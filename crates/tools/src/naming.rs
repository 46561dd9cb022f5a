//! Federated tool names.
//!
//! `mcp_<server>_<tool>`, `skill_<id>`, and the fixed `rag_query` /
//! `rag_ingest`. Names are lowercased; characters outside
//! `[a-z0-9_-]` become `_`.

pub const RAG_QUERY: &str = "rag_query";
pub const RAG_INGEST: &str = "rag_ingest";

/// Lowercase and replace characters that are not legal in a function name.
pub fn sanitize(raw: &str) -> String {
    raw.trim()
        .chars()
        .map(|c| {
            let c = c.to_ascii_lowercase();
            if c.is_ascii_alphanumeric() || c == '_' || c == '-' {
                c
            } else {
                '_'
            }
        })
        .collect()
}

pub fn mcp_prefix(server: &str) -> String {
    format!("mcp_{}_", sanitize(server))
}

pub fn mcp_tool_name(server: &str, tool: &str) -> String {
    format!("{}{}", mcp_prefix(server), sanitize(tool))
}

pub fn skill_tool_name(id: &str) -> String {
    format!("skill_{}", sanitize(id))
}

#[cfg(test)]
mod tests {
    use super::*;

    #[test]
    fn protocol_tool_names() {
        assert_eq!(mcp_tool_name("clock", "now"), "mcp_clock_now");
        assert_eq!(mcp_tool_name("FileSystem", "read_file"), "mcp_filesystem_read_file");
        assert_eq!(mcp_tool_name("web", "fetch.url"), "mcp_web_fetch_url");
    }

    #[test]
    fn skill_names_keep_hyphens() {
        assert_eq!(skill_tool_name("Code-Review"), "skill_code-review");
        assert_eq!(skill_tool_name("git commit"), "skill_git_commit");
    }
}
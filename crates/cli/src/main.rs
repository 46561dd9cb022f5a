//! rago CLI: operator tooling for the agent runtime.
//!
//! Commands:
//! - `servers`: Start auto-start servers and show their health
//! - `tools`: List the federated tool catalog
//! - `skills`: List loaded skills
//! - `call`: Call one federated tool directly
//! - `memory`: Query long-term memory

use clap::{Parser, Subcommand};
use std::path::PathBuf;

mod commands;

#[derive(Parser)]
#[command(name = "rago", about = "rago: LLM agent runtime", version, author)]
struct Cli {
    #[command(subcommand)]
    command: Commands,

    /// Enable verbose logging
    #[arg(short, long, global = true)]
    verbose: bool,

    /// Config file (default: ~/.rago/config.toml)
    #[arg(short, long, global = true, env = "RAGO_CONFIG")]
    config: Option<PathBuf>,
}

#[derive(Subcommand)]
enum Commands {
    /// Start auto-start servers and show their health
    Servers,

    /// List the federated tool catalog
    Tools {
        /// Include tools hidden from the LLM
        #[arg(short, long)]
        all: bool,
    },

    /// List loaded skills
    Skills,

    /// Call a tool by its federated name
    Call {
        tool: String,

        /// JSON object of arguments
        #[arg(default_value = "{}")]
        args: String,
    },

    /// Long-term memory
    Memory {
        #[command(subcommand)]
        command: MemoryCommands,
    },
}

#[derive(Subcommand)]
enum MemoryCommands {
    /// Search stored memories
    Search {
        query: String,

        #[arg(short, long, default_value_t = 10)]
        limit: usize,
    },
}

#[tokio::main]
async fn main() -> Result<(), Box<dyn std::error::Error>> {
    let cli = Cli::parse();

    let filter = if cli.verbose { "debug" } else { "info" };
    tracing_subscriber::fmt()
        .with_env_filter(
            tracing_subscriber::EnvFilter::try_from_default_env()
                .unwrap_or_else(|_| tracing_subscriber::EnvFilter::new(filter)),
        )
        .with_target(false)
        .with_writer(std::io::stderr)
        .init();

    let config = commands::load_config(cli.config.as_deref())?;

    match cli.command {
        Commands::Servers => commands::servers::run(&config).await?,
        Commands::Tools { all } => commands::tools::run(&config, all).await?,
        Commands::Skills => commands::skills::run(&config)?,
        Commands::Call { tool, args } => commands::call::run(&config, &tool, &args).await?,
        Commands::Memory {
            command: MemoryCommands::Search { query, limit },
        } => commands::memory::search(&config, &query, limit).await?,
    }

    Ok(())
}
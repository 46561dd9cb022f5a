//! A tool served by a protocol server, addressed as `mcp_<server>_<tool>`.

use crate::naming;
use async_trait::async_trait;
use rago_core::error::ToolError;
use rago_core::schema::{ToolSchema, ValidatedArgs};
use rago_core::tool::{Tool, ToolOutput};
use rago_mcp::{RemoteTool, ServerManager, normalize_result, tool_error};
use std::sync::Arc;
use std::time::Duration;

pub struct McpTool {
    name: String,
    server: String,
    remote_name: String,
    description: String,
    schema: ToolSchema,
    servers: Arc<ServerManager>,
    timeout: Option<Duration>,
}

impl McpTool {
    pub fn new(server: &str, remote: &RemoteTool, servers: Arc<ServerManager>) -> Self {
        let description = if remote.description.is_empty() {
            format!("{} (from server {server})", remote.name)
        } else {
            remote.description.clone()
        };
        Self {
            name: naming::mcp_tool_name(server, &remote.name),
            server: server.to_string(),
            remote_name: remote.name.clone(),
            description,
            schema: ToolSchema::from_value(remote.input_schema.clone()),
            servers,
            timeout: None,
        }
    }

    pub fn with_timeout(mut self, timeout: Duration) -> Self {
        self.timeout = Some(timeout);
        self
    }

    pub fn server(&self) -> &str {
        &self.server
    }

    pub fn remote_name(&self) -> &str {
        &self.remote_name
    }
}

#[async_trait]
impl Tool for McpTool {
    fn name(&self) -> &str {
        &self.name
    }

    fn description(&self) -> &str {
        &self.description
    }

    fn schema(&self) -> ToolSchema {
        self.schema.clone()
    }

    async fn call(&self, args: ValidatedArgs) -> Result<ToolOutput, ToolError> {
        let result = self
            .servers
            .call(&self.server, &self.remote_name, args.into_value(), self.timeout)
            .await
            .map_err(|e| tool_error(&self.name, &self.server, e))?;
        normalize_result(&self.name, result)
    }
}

Activity
Wherever a line of the data holds "McpTool", copy that line.

Reply to the task
pub struct McpTool {
impl McpTool {
impl Tool for McpTool {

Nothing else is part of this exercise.